▶ _Task item_:
Nothing past the line containing "let code: u8" belongs in the output. Copy exactly every line of the data below from the first up to and including it.

Stored data entries
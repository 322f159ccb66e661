//! Domain error types.
//!
//! Numeric edge cases (warm-up, zero divisors) never surface here; they are
//! absorbed as undefined values. Only configuration problems and structurally
//! invalid input reach the caller.

use chrono::NaiveDateTime;

/// Top-level error type for signaldesk.
#[derive(Debug, thiserror::Error)]
pub enum SignaldeskError {
    #[error("config parse error in {file}: {reason}")]
    ConfigParse { file: String, reason: String },

    #[error("missing config key [{section}] {key}")]
    ConfigMissing { section: String, key: String },

    #[error("invalid config value [{section}] {key}: {reason}")]
    ConfigInvalid {
        section: String,
        key: String,
        reason: String,
    },

    #[error("series {symbol} is not in ascending order at bar {index}")]
    UnorderedSeries { symbol: String, index: usize },

    #[error("series {symbol} has duplicate timestamp {timestamp}")]
    DuplicateTimestamp {
        symbol: String,
        timestamp: NaiveDateTime,
    },

    #[error("data error: {reason}")]
    Data { reason: String },

    #[error("no data for {symbol}")]
    NoData { symbol: String },

    #[error("report error: {reason}")]
    Report { reason: String },

    #[error(transparent)]
    Csv(#[from] csv::Error),

    #[error(transparent)]
    Io(#[from] std::io::Error),
}

impl SignaldeskError {
    pub(crate) fn invalid(section: &str, key: &str, reason: impl Into<String>) -> Self {
        SignaldeskError::ConfigInvalid {
            section: section.to_string(),
            key: key.to_string(),
            reason: reason.into(),
        }
    }

    /// True for errors that retrying cannot fix.
    pub fn is_config(&self) -> bool {
        matches!(
            self,
            SignaldeskError::ConfigParse { .. }
                | SignaldeskError::ConfigMissing { .. }
                | SignaldeskError::ConfigInvalid { .. }
        )
    }
}

impl From<&SignaldeskError> for std::process::ExitCode {
    fn from(err: &SignaldeskError) -> Self {
        let code: u8 = match err {
            SignaldeskError::Io(_) => 1,
            SignaldeskError::ConfigParse { .. }
            | SignaldeskError::ConfigMissing { .. }
            | SignaldeskError::ConfigInvalid { .. } => 2,
            SignaldeskError::UnorderedSeries { .. }
            | SignaldeskError::DuplicateTimestamp { .. }
            | SignaldeskError::Data { .. }
            | SignaldeskError::Csv(_) => 3,
            SignaldeskError::Report { .. } => 4,
            SignaldeskError::NoData { .. } => 5,
        };
        std::process::ExitCode::from(code)
    }
}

▶ _Written solution_:
repository 322f159ccb66e661
//! Domain error types.
//!
//! Numeric edge cases (warm-up, zero divisors) never surface here; they are
//! absorbed as undefined values. Only configuration problems and structurally
//! invalid input reach the caller.

use chrono::NaiveDateTime;

/// Top-level error type for signaldesk.
#[derive(Debug, thiserror::Error)]
pub enum SignaldeskError {
    #[error("config parse error in {file}: {reason}")]
    ConfigParse { file: String, reason: String },

    #[error("missing config key [{section}] {key}")]
    ConfigMissing { section: String, key: String },

    #[error("invalid config value [{section}] {key}: {reason}")]
    ConfigInvalid {
        section: String,
        key: String,
        reason: String,
    },

    #[error("series {symbol} is not in ascending order at bar {index}")]
    UnorderedSeries { symbol: String, index: usize },

    #[error("series {symbol} has duplicate timestamp {timestamp}")]
    DuplicateTimestamp {
        symbol: String,
        timestamp: NaiveDateTime,
    },

    #[error("data error: {reason}")]
    Data { reason: String },

    #[error("no data for {symbol}")]
    NoData { symbol: String },

    #[error("report error: {reason}")]
    Report { reason: String },

    #[error(transparent)]
    Csv(#[from] csv::Error),

    #[error(transparent)]
    Io(#[from] std::io::Error),
}

impl SignaldeskError {
    pub(crate) fn invalid(section: &str, key: &str, reason: impl Into<String>) -> Self {
        SignaldeskError::ConfigInvalid {
            section: section.to_string(),
            key: key.to_string(),
            reason: reason.into(),
        }
    }

    /// True for errors that retrying cannot fix.
    pub fn is_config(&self) -> bool {
        matches!(
            self,
            SignaldeskError::ConfigParse { .. }
                | SignaldeskError::ConfigMissing { .. }
                | SignaldeskError::ConfigInvalid { .. }
        )
    }
}

impl From<&SignaldeskError> for std::process::ExitCode {
    fn from(err: &SignaldeskError) -> Self {
        let code: u8 = match err {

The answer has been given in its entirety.